Visible and infrared photoluminescence of Er-doped AlN films: Excitation of Er ions via efficient nonradiative energy transfer from the host level

Abstract

Aluminum nitride (AlN) is a multifunctional semiconductor. AlN doped with rare earth ions has broad application prospects in monochromatic lighting, color display, laser medium, medical treatment, etc. In this paper, an Er3+-doped AlN film has been prepared by radio frequency magnetron sputtering and characterized by surface morphology, chemical composition and photoluminescence (PL), focusing on the emission mechanism of Er3+ in the AlN host. The films show PL in a wide range of the visible (540, 560 and 668 nm) and near-infrared (816, 869, 985 and 1534 nm) ranges.
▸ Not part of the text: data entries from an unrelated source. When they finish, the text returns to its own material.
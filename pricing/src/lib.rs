//! Reservation pricing rules
//!
//! Everything the admin views need to turn a hotel's rate calendar into
//! money: the per-night breakdown of each picked room, the commission and
//! deposit totals built from it, and the edits an operator can make to a
//! breakdown before it is submitted back to the backend.
//!
//! All functions are pure. Amounts are [`rust_decimal::Decimal`] so that
//! sums over nights and rooms are exact.

pub mod adjust;
pub mod calendar;
pub mod commission;
pub mod relocation;

pub use adjust::{distribute_total, edit_day};
pub use calendar::{BaseRate, nights, price_room, price_rooms, pricing_by_day};
pub use commission::{
    deposit_amount, deposit_options, recompute_totals, summarize,
};
pub use relocation::relocated_confirmation_number;

use jiff::civil::Date;
use rust_decimal::Decimal;

#[derive(Debug, thiserror::Error)]
pub enum PricingError {
    #[error("Room count must be at least 1")]
    InvalidCount,
    #[error("Room type not found: {0}")]
    UnknownRoomType(String),
    #[error("No pricing day on {0}")]
    UnknownDay(Date),
    #[error("There are no days to distribute over")]
    NoDays,
    #[error("Amounts must not be negative")]
    NegativeAmount,
    #[error("Amounts must be in whole cents")]
    SubCentAmount,
    #[error("Deposit must be greater than 0 and at most {max}")]
    InvalidDeposit { max: Decimal },
    #[error("Amount out of range")]
    AmountOutOfRange,
    #[error("Confirmation number cannot be relocated again: {0}")]
    RelocationSuffix(String),
    #[error("Date out of range")]
    DateOutOfRange(#[from] jiff::Error),
}

impl From<payloads::AmountOutOfRange> for PricingError {
    fn from(_: payloads::AmountOutOfRange) -> Self {
        PricingError::AmountOutOfRange
    }
}
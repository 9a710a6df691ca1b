use crate::requests::DepositOption;
use crate::{Reservation, ReservationId, RoomSelection};
use jiff::civil::Date;
use rust_decimal::Decimal;
use serde::{Deserialize, Serialize};

/// Totals over every priced room of a reservation or quote.
#[derive(Debug, Clone, PartialEq, Eq, Serialize, Deserialize)]
#[serde(rename_all = "camelCase")]
pub struct CommissionSummary {
    /// What the hotel receives: Σ root price × count.
    pub total_amount: Decimal,
    /// Everything the guest pays above `total_amount`.
    pub total_commission: Decimal,
    pub number_of_nights: u32,
    /// First night's root price × count, summed over rooms.
    pub one_night_cost: Decimal,
    /// `total_commission + one_night_cost`.
    pub final_deposit: Decimal,
}

impl CommissionSummary {
    /// What the guest pays in total.
    pub fn full_amount(&self) -> Decimal {
        self.total_amount + self.total_commission
    }
}

#[derive(Debug, Clone, PartialEq, Eq, Serialize, Deserialize)]
pub struct DepositQuote {
    pub option: DepositOption,
    pub amount: Decimal,
}

#[derive(Debug, Clone, PartialEq, Eq, Serialize, Deserialize)]
#[serde(rename_all = "camelCase")]
pub struct PricingQuote {
    pub rooms: Vec<RoomSelection>,
    pub summary: CommissionSummary,
    pub deposit_options: Vec<DepositQuote>,
}

#[derive(Debug, Clone, PartialEq, Eq, Serialize, Deserialize)]
#[serde(rename_all = "camelCase")]
pub struct ReservationPage {
    pub items: Vec<Reservation>,
    /// Matching reservations across all pages.
    pub total: usize,
    pub page: u32,
    pub page_size: u32,
    pub total_pages: u32,
}

#[derive(Debug, Clone, PartialEq, Eq, Serialize, Deserialize)]
#[serde(rename_all = "camelCase")]
pub struct ReservationSummary {
    pub reservation_id: ReservationId,
    pub confirmation_number: String,
    pub summary: CommissionSummary,
    pub deposit_options: Vec<DepositQuote>,
}

#[derive(Debug, Clone, PartialEq, Eq, Serialize, Deserialize)]
#[serde(rename_all = "camelCase")]
pub struct OccupancyDay {
    pub date: Date,
    pub rooms_booked: u32,
}

#[derive(Debug, Clone, PartialEq, Eq, Serialize, Deserialize)]
#[serde(rename_all = "camelCase")]
pub struct DepositCaptured {
    pub reservation_id: ReservationId,
    pub option: DepositOption,
    pub amount: Decimal,
}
It has been found a certain energy transfer bridge between Er3+ and AlN defect-related optical transitions. At 532 nm excitation, VAl-ON vacancy-oxygen complex in the AlN host efficiently absorbs photons, then, nonradiative energy transfer (NRET) occurs from the defect levels to the levels of Er3+ since they are in resonance. Since there is a resonance of a donor emission level and an acceptor absorption level, Förster resonance energy transfer (FRET) occurs with the transfer efficiency about 51%. This results in a very strong enhancement of excitation of the 4f related PL. On the contrary, optical excitation at other energies results in a low intensity of the Er3+ PL. As a matter of facts, a strong absorption of the AlN host and the FRET-enabling resonance of donor-acceptor levels allow for a great enhancement of the PL efficiency of Er3+ ions. The results show that the impurity defect state of AlN has an important influence on the Er3+ luminescence efficiency.